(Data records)
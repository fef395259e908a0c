//! Decode command implementation.

use serde_json::json;
use tessera_codec::{decode_str, encode, process_data, EncodeOptions, Node};

use crate::error::CliError;
use crate::input::read_input;
use crate::output::{format_error_json, format_json};

pub fn run(input: Option<String>, objects: bool, json: bool) -> Result<(), CliError> {
    let text = read_input(input.as_deref())?;

    let node = match decode_str(text.trim(), !objects) {
        Ok(node) => node,
        Err(err) if json => {
            println!("{}", format_error_json(&err));
            return Err(CliError::Reported(err.message().to_string()));
        }
        Err(err) => return Err(err.into()),
    };

    if objects {
        let record = matches!(node, Node::Object(_));
        tracing::debug!(top_level_record = record, "decoded objects as records");
    }

    if json {
        let value = process_data(&node)?;
        println!("{}", format_json(&json!({ "ok": true, "value": value })));
    } else {
        let options = EncodeOptions::default() | EncodeOptions::PRETTY_PRINT;
        println!("{}", encode(&node, options)?);
    }
    Ok(())
}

» **WHAT THE TASK ASKS**
Down to the last character, restate every record.

» **ANSWER FOR THIS EXERCISE**
repository fef395259e908a0c
//! Decode command implementation.

use serde_json::json;
use tessera_codec::{decode_str, encode, process_data, EncodeOptions, Node};

use crate::error::CliError;
use crate::input::read_input;
use crate::output::{format_error_json, format_json};

pub fn run(input: Option<String>, objects: bool, json: bool) -> Result<(), CliError> {
    let text = read_input(input.as_deref())?;

    let node = match decode_str(text.trim(), !objects) {
        Ok(node) => node,
        Err(err) if json => {
            println!("{}", format_error_json(&err));
            return Err(CliError::Reported(err.message().to_string()));
        }
        Err(err) => return Err(err.into()),
    };

    if objects {
        let record = matches!(node, Node::Object(_));
        tracing::debug!(top_level_record = record, "decoded objects as records");
    }

    if json {
        let value = process_data(&node)?;
        println!("{}", format_json(&json!({ "ok": true, "value": value })));
    } else {
        let options = EncodeOptions::default() | EncodeOptions::PRETTY_PRINT;
        println!("{}", encode(&node, options)?);
    }
    Ok(())
}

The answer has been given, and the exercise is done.